Progress embraces nuke path
Now the utility's CEO faces the task of selling his vision to Floridians.
By Robert Trigaux
Published December 13, 2006
Jeff Lyash arrived early Tuesday morning at the St. Petersburg Times, eager to explain his power company's decision to pick a rural southern Levy County site just off U.S. 19 for what will likely become be the first new nuclear power plant in Florida in about 30 years.
His message? "It's important to have a new nuclear plant in Florida."
It would be the first of many stops Tuesday for the Progress Energy Florida CEO to promote, celebrate and defend a new nuke plant in Levy. It had become an inside joke at the power company in St. Petersburg that the long gestation period for picking a new site was finally over, allowing Progress "to give birth."
Well, break out the cigars. The newborn, $3-billion nuke plant will deliver electricity to as many as 700,000 of the state's power-sucking homes when it goes online in 2016.

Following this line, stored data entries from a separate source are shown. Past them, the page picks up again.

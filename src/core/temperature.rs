use crate::core::Exercise;
use crate::domain::model::{DayStats, GridSpec, TemperatureGrid, TemperatureReport};
use crate::utils::error::{LabError, Result};
use chrono::Weekday;
use rand::rngs::StdRng;
use rand::{Rng, SeedableRng};
use std::fmt;
use std::path::{Path, PathBuf};

/// 產生 days x hours 的隨機溫度網格，數值落在 [min, max)
pub fn generate<R: Rng>(spec: &GridSpec, rng: &mut R) -> Result<TemperatureGrid> {
    if spec.days == 0 || spec.hours == 0 {
        return Err(LabError::EmptyGrid {
            days: spec.days,
            hours: spec.hours,
        });
    }
    let cells = spec.cell_count()?;
    crate::utils::validation::validate_half_open_range("temperature.range", spec.min, spec.max)?;

    let values = (0..cells)
        .map(|_| rng.gen_range(spec.min..spec.max))
        .collect();
    Ok(TemperatureGrid::from_values(spec.days, spec.hours, values))
}

pub fn generate_seeded(spec: &GridSpec, seed: Option<u64>) -> Result<TemperatureGrid> {
    let mut rng = match seed {
        Some(seed) => StdRng::seed_from_u64(seed),
        None => StdRng::from_entropy(),
    };
    generate(spec, &mut rng)
}

fn mean(values: &[i32]) -> f64 {
    values.iter().map(|&v| f64::from(v)).sum::<f64>() / values.len() as f64
}

// 回傳第一個極值的索引，與 numpy argmax/argmin 相同
fn first_index_by<F: Fn(i32, i32) -> bool>(values: &[i32], better: F) -> usize {
    let mut best = 0;
    for (i, &v) in values.iter().enumerate().skip(1) {
        if better(v, values[best]) {
            best = i;
        }
    }
    best
}

fn day_label(day: usize) -> String {
    let mut weekday = Weekday::Mon;
    for _ in 0..day % 7 {
        weekday = weekday.succ();
    }
    format!("Day {} ({})", day + 1, weekday)
}

impl TemperatureGrid {
    pub fn mean_per_day(&self) -> Vec<f64> {
        self.rows().map(mean).collect()
    }

    pub fn max_per_day(&self) -> Vec<i32> {
        self.rows()
            .map(|row| row.iter().copied().max().unwrap_or_default())
            .collect()
    }

    pub fn min_per_day(&self) -> Vec<i32> {
        self.rows()
            .map(|row| row.iter().copied().min().unwrap_or_default())
            .collect()
    }

    pub fn hottest_hour_per_day(&self) -> Vec<usize> {
        self.rows().map(|row| first_index_by(row, |a, b| a > b)).collect()
    }

    pub fn coldest_hour_per_day(&self) -> Vec<usize> {
        self.rows().map(|row| first_index_by(row, |a, b| a < b)).collect()
    }

    pub fn hours_below_zero(&self) -> usize {
        self.values().iter().filter(|&&v| v < 0).count()
    }

    pub fn overall_mean(&self) -> f64 {
        mean(self.values())
    }

    pub fn report(&self) -> TemperatureReport {
        let per_day = self
            .rows()
            .enumerate()
            .map(|(day, row)| DayStats {
                day: day_label(day),
                mean: mean(row),
                max: row.iter().copied().max().unwrap_or_default(),
                min: row.iter().copied().min().unwrap_or_default(),
                hottest_hour: first_index_by(row, |a, b| a > b),
                coldest_hour: first_index_by(row, |a, b| a < b),
            })
            .collect();

        TemperatureReport {
            grid: self.clone(),
            per_day,
            hours_below_zero: self.hours_below_zero(),
            overall_mean: self.overall_mean(),
            overall_max: self.values().iter().copied().max().unwrap_or_default(),
            overall_min: self.values().iter().copied().min().unwrap_or_default(),
        }
    }

    /// 將網格寫成 CSV，表頭為 day,h00,h01,...
    pub fn export_csv<P: AsRef<Path>>(&self, path: P) -> Result<()> {
        if let Some(parent) = path.as_ref().parent() {
            if !parent.as_os_str().is_empty() {
                std::fs::create_dir_all(parent)?;
            }
        }

        let mut writer = csv::Writer::from_path(path.as_ref())?;
        let mut header = vec!["day".to_string()];
        header.extend((0..self.hours()).map(|h| format!("h{:02}", h)));
        writer.write_record(&header)?;

        for (day, row) in self.rows().enumerate() {
            let mut record = vec![day_label(day)];
            record.extend(row.iter().map(|v| v.to_string()));
            writer.write_record(&record)?;
        }
        writer.flush()?;

        tracing::info!("Exported {}x{} grid to {}", self.days(), self.hours(), path.as_ref().display());
        Ok(())
    }
}

pub struct TemperatureExercise {
    spec: GridSpec,
    seed: Option<u64>,
    export_csv: Option<PathBuf>,
}

impl TemperatureExercise {
    pub fn new(spec: GridSpec, seed: Option<u64>, export_csv: Option<PathBuf>) -> Self {
        Self {
            spec,
            seed,
            export_csv,
        }
    }
}

impl Exercise for TemperatureExercise {
    type Report = TemperatureReport;

    fn name(&self) -> &'static str {
        "temperature"
    }

    fn run(&self) -> Result<TemperatureReport> {
        tracing::info!(
            "Generating {}x{} temperature grid in [{}, {})",
            self.spec.days,
            self.spec.hours,
            self.spec.min,
            self.spec.max
        );
        if let Some(seed) = self.seed {
            tracing::debug!("Using seed {}", seed);
        }

        let grid = generate_seeded(&self.spec, self.seed)?;
        if let Some(path) = &self.export_csv {
            grid.export_csv(path)?;
        }
        Ok(grid.report())
    }
}

fn write_int_row(f: &mut fmt::Formatter<'_>, values: &[i32], width: usize) -> fmt::Result {
    let cells: Vec<String> = values.iter().map(|v| format!("{:>width$}", v, width = width)).collect();
    write!(f, "[{}]", cells.join(" "))
}

impl fmt::Display for TemperatureGrid {
    fn fmt(&self, f: &mut fmt::Formatter<'_>) -> fmt::Result {
        let width = self.values().iter().map(|v| v.to_string().len()).max().unwrap_or(1);
        for (day, row) in self.rows().enumerate() {
            f.write_str(if day == 0 { "[" } else { " " })?;
            write_int_row(f, row, width)?;
            if day + 1 == self.days() {
                f.write_str("]")?;
            } else {
                writeln!(f)?;
            }
        }
        Ok(())
    }
}

impl fmt::Display for TemperatureReport {
    fn fmt(&self, f: &mut fmt::Formatter<'_>) -> fmt::Result {
        let means: Vec<String> = self.per_day.iter().map(|d| format!("{:.2}", d.mean)).collect();
        let maxes: Vec<i32> = self.per_day.iter().map(|d| d.max).collect();
        let mins: Vec<i32> = self.per_day.iter().map(|d| d.min).collect();
        let hottest: Vec<String> = self.per_day.iter().map(|d| d.hottest_hour.to_string()).collect();
        let coldest: Vec<String> = self.per_day.iter().map(|d| d.coldest_hour.to_string()).collect();

        writeln!(f, "Temperature grid ({} days x {} hours):", self.grid.days(), self.grid.hours())?;
        writeln!(f, "{}", self.grid)?;
        writeln!(f, "Average temperature per day: [{}]", means.join(" "))?;
        write!(f, "Maximum temperature per day: ")?;
        write_int_row(f, &maxes, 1)?;
        writeln!(f)?;
        write!(f, "Minimum temperature per day: ")?;
        write_int_row(f, &mins, 1)?;
        writeln!(f)?;
        writeln!(f, "Hottest hour per day: [{}]", hottest.join(" "))?;
        writeln!(f, "Coldest hour per day: [{}]", coldest.join(" "))?;
        writeln!(f, "Total number of hours below 0°C: {}", self.hours_below_zero)?;
        write!(f, "Overall average temperature of the week: {:.4}", self.overall_mean)
    }
}

#[cfg(test)]
mod tests {
    use super::*;

    fn sample_grid() -> TemperatureGrid {
        TemperatureGrid::from_rows(vec![vec![-2, 5, 10, 10], vec![3, -1, -1, 0]]).unwrap()
    }

    #[test]
    fn test_generate_respects_shape_and_range() {
        let spec = GridSpec::default();
        let grid = generate_seeded(&spec, Some(7)).unwrap();
        assert_eq!(grid.shape(), (7, 24));
        assert!(grid.values().iter().all(|&v| (-5..30).contains(&v)));
    }

    #[test]
    fn test_seeded_generation_is_reproducible() {
        let spec = GridSpec::default();
        let a = generate_seeded(&spec, Some(42)).unwrap();
        let b = generate_seeded(&spec, Some(42)).unwrap();
        assert_eq!(a, b);
    }

    #[test]
    fn test_generate_rejects_empty_and_inverted_specs() {
        let empty = GridSpec { days: 0, ..GridSpec::default() };
        assert!(matches!(generate_seeded(&empty, Some(1)), Err(LabError::EmptyGrid { .. })));

        let inverted = GridSpec { min: 30, max: -5, ..GridSpec::default() };
        assert!(matches!(
            generate_seeded(&inverted, Some(1)),
            Err(LabError::InvalidConfigValueError { .. })
        ));
    }

    #[test]
    fn test_generate_rejects_oversized_grids() {
        let overflowing = GridSpec {
            days: usize::MAX,
            hours: 2,
            ..GridSpec::default()
        };
        assert!(matches!(
            generate_seeded(&overflowing, Some(1)),
            Err(LabError::InvalidConfigValueError { .. })
        ));

        let too_large = GridSpec {
            days: crate::domain::model::MAX_GRID_CELLS + 1,
            hours: 1,
            ..GridSpec::default()
        };
        assert!(matches!(
            generate_seeded(&too_large, Some(1)),
            Err(LabError::InvalidConfigValueError { .. })
        ));
    }

    #[test]
    fn test_deserialized_grid_is_shape_checked() {
        let empty = serde_json::from_str::<TemperatureGrid>(r#"{"days":1,"hours":0,"values":[]}"#);
        assert!(empty.is_err());

        let short = serde_json::from_str::<TemperatureGrid>(r#"{"days":2,"hours":2,"values":[1,2,3]}"#);
        assert!(short.is_err());

        let grid = sample_grid();
        let decoded: TemperatureGrid = serde_json::from_str(&serde_json::to_string(&grid).unwrap()).unwrap();
        assert_eq!(decoded.mean_per_day(), grid.mean_per_day());
    }

    #[test]
    fn test_per_day_aggregates() {
        let grid = sample_grid();
        assert_eq!(grid.mean_per_day(), vec![5.75, 0.25]);
        assert_eq!(grid.max_per_day(), vec![10, 3]);
        assert_eq!(grid.min_per_day(), vec![-2, -1]);
    }

    #[test]
    fn test_hottest_and_coldest_take_first_occurrence() {
        let grid = sample_grid();
        assert_eq!(grid.hottest_hour_per_day(), vec![2, 0]);
        assert_eq!(grid.coldest_hour_per_day(), vec![0, 1]);
    }

    #[test]
    fn test_global_aggregates() {
        let grid = sample_grid();
        assert_eq!(grid.hours_below_zero(), 3);
        assert_eq!(grid.overall_mean(), 3.0);

        let report = grid.report();
        assert_eq!(report.overall_max, 10);
        assert_eq!(report.overall_min, -2);
        assert_eq!(report.per_day[0].day, "Day 1 (Mon)");
        assert_eq!(report.per_day[1].day, "Day 2 (Tue)");
    }

    #[test]
    fn test_grid_display_is_aligned() {
        let grid = sample_grid();
        assert_eq!(grid.to_string(), "[[-2  5 10 10]\n [ 3 -1 -1  0]]");
    }

    #[test]
    fn test_day_labels_wrap_after_a_week() {
        assert_eq!(day_label(6), "Day 7 (Sun)");
        assert_eq!(day_label(7), "Day 8 (Mon)");
    }
}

Progress Energy is happy because it got a 3,000-acre chunk of undeveloped Levy land with access to a critical saltwater canal, where it can build a 1,200-megawatt plant. Levy County, long out of the economic development loop, is mostly delighted though some already lament the rural intrusion to get a multibillion-dollar investment and 500 future jobs paying in excess of $80,000 a year.
Not many of those pay scales are lurking in Levy. Economic change is afoot.

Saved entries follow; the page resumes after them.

use crate::core::{Exercise, Output};
use crate::utils::error::Result;
use chrono::{DateTime, Utc};
use serde::{Deserialize, Serialize};

#[derive(Debug, Clone, Copy, Default, PartialEq, Eq, Serialize, Deserialize)]
#[cfg_attr(feature = "cli", derive(clap::ValueEnum))]
#[serde(rename_all = "lowercase")]
pub enum OutputFormat {
    #[default]
    Text,
    Json,
}

#[derive(Debug, Serialize)]
struct Envelope<'a, R: Serialize> {
    exercise: &'a str,
    generated_at: DateTime<Utc>,
    report: &'a R,
}

pub struct LabRunner<O: Output> {
    output: O,
    format: OutputFormat,
}

impl<O: Output> LabRunner<O> {
    pub fn new(output: O, format: OutputFormat) -> Self {
        Self { output, format }
    }

    pub fn output(&self) -> &O {
        &self.output
    }

    pub fn into_output(self) -> O {
        self.output
    }

    pub fn render<E: Exercise>(&self, exercise: &E, report: &E::Report) -> Result<String> {
        match self.format {
            OutputFormat::Text => Ok(report.to_string()),
            OutputFormat::Json => {
                let envelope = Envelope {
                    exercise: exercise.name(),
                    generated_at: Utc::now(),
                    report,
                };
                // 單行 JSON，多個報告可逐行解析
                Ok(serde_json::to_string(&envelope)?)
            }
        }
    }

    /// 執行單一練習並輸出報告，回傳渲染後的內容
    pub fn run<E: Exercise>(&self, exercise: &E) -> Result<String> {
        tracing::info!("Running exercise '{}'", exercise.name());

        let report = exercise.run()?;
        let rendered = self.render(exercise, &report)?;
        self.output.write_report(exercise.name(), &rendered)?;

        tracing::info!("Exercise '{}' finished", exercise.name());
        Ok(rendered)
    }
}
use crate::error::{Error, Result};
use crate::model::{Network, Param, ParamKind};
use ndarray::prelude::*;
use ndarray::Zip;
use std::collections::HashMap;

/// Identity of a trainable tensor: which layer holds it and which of its tensors it is.
#[derive(Debug, Clone, Copy, PartialEq, Eq, Hash, PartialOrd, Ord)]
pub struct ParamId {
    pub layer: usize,
    pub kind: ParamKind,
}

/// Momentum accumulators, one per trainable tensor. Owned by the training loop.
#[derive(Debug, Clone, Default)]
pub struct OptimizerState {
    velocity: HashMap<ParamId, ArrayD<f32>>,
    steps: usize,
}

impl OptimizerState {
    pub fn new() -> OptimizerState {
        OptimizerState::default()
    }

    pub fn velocity(&self, id: ParamId) -> Option<&ArrayD<f32>> {
        self.velocity.get(&id)
    }

    /// Number of updates applied so far.
    pub fn steps(&self) -> usize {
        self.steps
    }

    pub fn len(&self) -> usize {
        self.velocity.len()
    }

    pub fn is_empty(&self) -> bool {
        self.velocity.is_empty()
    }
}

/// SGD with momentum:
/// v := momentum * v - learning_rate * grad
/// w := w + v
/// The first step starts from v = 0, i.e. it is a vanilla SGD step.
#[derive(Debug, Clone, Copy, PartialEq)]
pub struct MomentumOptimizer {
    pub learning_rate: f32,
    pub momentum: f32,
}

impl MomentumOptimizer {
    pub fn new(learning_rate: f32, momentum: f32) -> MomentumOptimizer {
        MomentumOptimizer {
            learning_rate,
            momentum,
        }
    }

    /// Run one optimization step on every trainable tensor of `nn`.
    /// Assumes forward+backward have been done, so every parameter has a gradient.
    pub fn step(&self, nn: &mut Network, state: &mut OptimizerState) -> Result<()> {
        for (layer, param) in nn.params_mut() {
            let Param {
                kind,
                mut value,
                grad,
            } = param;
            let grad = grad.ok_or(Error::Invalid(
                "optimizer step without gradients, run backward first",
            ))?;
            if grad.shape() != value.shape() {
                return Err(Error::shape(
                    "optimizer",
                    format!("gradient shaped like parameter {:?}", value.shape()),
                    grad.shape(),
                ));
            }

            let velocity = state
                .velocity
                .entry(ParamId { layer, kind })
                .or_insert_with(|| ArrayD::zeros(grad.raw_dim()));
            Zip::from(&mut *velocity)
                .and(&grad)
                .for_each(|v, &g| *v = self.momentum * *v - self.learning_rate * g);
            value += &*velocity;
        }
        state.steps += 1;
        Ok(())
    }
}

And Citrus County? Lyash must ease the pain of losing out to neighboring Levy by a handful of miles. Progress Energy pays close to $30-million in taxes to Citrus for its Crystal River complex, and is among the county's biggest employers. Now Levy will be the tax beneficiary of the new site's rich assets.

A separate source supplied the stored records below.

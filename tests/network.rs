use ndarray::prelude::*;
use ndarray_rand::rand_distr::Uniform;
use ndarray_rand::RandomExt;
use nielsennet::layers::Layer;
use nielsennet::model::{Mode, Network, NUM_CLASSES};
use nielsennet::Error;

fn random_images(batch_size: usize) -> ArrayD<f32> {
    Array4::<f32>::random((batch_size, 28, 28, 1), Uniform::new(-1.0, 1.0)).into_dyn()
}

#[test]
fn forward_returns_one_logit_row_per_image_in_both_modes() {
    let mut nn = Network::nielsen(7, 0.5);
    for batch_size in [1, 3] {
        let images = random_images(batch_size);
        let train = nn.forward(images.clone(), Mode::Train).unwrap();
        let eval = nn.forward(images, Mode::Eval).unwrap();
        assert_eq!(train.dim(), (batch_size, NUM_CLASSES));
        assert_eq!(eval.dim(), (batch_size, NUM_CLASSES));
    }
}

#[test]
fn nielsen_has_expected_layer_sequence_and_parameter_count() {
    let nn = Network::nielsen(0, 0.5);
    let names: Vec<&str> = nn.layers.iter().map(Layer::name).collect();
    assert_eq!(
        names,
        vec![
            "conv", "relu", "max_pool", "conv", "relu", "max_pool", "flatten", "fc", "relu",
            "dropout", "fc", "relu", "dropout", "fc", "dropout",
        ]
    );
    let conv1 = 20 * 5 * 5 + 20;
    let conv2 = 40 * 5 * 5 * 20 + 40;
    let fc1 = 1000 * 1000 + 1000;
    let fc2 = 1000 * 1000 + 1000;
    let fc3 = 1000 * 10 + 10;
    assert_eq!(nn.num_params(), conv1 + conv2 + fc1 + fc2 + fc3);
}

#[test]
fn evaluation_is_deterministic() {
    let mut nn = Network::nielsen(1, 0.5);
    let images = random_images(4);
    let a = nn.forward(images.clone(), Mode::Eval).unwrap();
    let b = nn.forward(images.clone(), Mode::Eval).unwrap();
    let c = nn.infer(images).unwrap();
    assert_eq!(a, b);
    assert_eq!(a, c);
}

#[test]
fn training_mode_applies_stochastic_dropout() {
    let mut nn = Network::nielsen(2, 0.5);
    let images = random_images(4);
    let a = nn.forward(images.clone(), Mode::Train).unwrap();
    let b = nn.forward(images, Mode::Train).unwrap();
    assert_ne!(a, b);
}

#[test]
fn same_seed_builds_identical_networks() {
    let images = random_images(2);
    let a = Network::nielsen(11, 0.5).infer(images.clone()).unwrap();
    let b = Network::nielsen(11, 0.5).infer(images.clone()).unwrap();
    let c = Network::nielsen(12, 0.5).infer(images).unwrap();
    assert_eq!(a, b);
    assert_ne!(a, c);
}

#[test]
fn flattened_images_are_rejected_with_shape_error() {
    let mut nn = Network::nielsen(3, 0.5);
    let flat = Array2::<f32>::zeros((5, 784)).into_dyn();
    for mode in [Mode::Train, Mode::Eval] {
        let err = nn.forward(flat.clone(), mode).unwrap_err();
        assert!(matches!(err, Error::Shape { .. }), "got {err:?}");
    }
}

#[test]
fn wrong_spatial_size_or_empty_batch_is_rejected() {
    let mut nn = Network::nielsen(3, 0.5);
    let wrong_side = Array4::<f32>::zeros((2, 32, 32, 1)).into_dyn();
    let wrong_channels = Array4::<f32>::zeros((2, 28, 28, 3)).into_dyn();
    let empty = Array4::<f32>::zeros((0, 28, 28, 1)).into_dyn();
    for images in [wrong_side, wrong_channels, empty] {
        let err = nn.forward(images, Mode::Eval).unwrap_err();
        assert!(matches!(err, Error::Shape { .. }), "got {err:?}");
    }
}

#[test]
fn backward_fills_every_gradient() {
    let mut nn = Network::nielsen(4, 0.5);
    let logits = nn.forward(random_images(2), Mode::Train).unwrap();
    nn.backward(Array2::ones(logits.raw_dim()) / 2.0).unwrap();
    let params = nn.params_mut();
    assert_eq!(params.len(), 10); // 5 layers with weight + bias
    assert!(params.iter().all(|(_, p)| p.grad.is_some()));
}

#[test]
fn backward_without_forward_is_invalid() {
    let mut nn = Network::nielsen(5, 0.5);
    let err = nn.backward(Array2::zeros((2, NUM_CLASSES))).unwrap_err();
    assert!(matches!(err, Error::Invalid(_)), "got {err:?}");
}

There are other reasons Levy was picked.
It was easier to buy the full 3,000-acre parcel from timber company Rayonier than to wrangle with multiple landowners and cobble together another site of equal size. As Progress Energy for months wandered its 35 counties hunting for potential sites, its greatest fear was that land speculators would track their plans and inflate property prices ahead of them.
Putting the new plant 8 miles from the existing nuke plant lets Progress Energy tap its existing facility for warehouse space and expertise. But it's far enough away, Lyash argued, to avoid a storm surge from the gulf and, frankly, the threat of a terrorist event damaging two nuke plants at once.
The Levy site, while farther inland, still allows the new nuke plant to tap gulf saltwater via the Cross Florida Barge Canal. That avoids the political headache the power company would have faced had it chosen a location requiring precious freshwater to be diverted to cool a new plant.
The not-too-distant University of Florida is one of just four East Coast schools that has its own nuclear reactor and trains nuclear engineers. That's a rare resource for future hires, Lyash noted.
Even the local community college in Levy is slated to be involved in work force training to assist the future nuke plant.
"There will be a ripple effect in the economy," Lyash said.
Florida's insatiable appetite for more electricity also influenced the power company's decision. The size of new homes has increased by 50 percent in the past 30 years.
That's a lot more space to keep air conditioned, in addition to the increased use of multiple TVs, computers and other "instant-on" electronics that drain power even when not in use.
Oh, yeah. This new Levy site can also accommodate a second reactor in a power plant. Nothing's on the drawing board yet, but this is clearly a pro-nuclear corporation. In the Carolinas, where parent Progress Energy is headquartered, the power company is planning on building a new nuke plant, and also has the option there for a second.
All told, Progress Energy currently operates five nuclear reactors at four locations (including the sole Florida plant at Crystal River). Like it or not, the latest expansion steps in Levy County and in North Carolina could mean four more could be added to the company mix in the coming years.
Of course, energy conservation is a good alternative to more nukes. But most Floridians seem to have little interest so far.
For now, it seems, nuclear power will increasingly keep Florida's lights on and the thermostat at 72 degrees.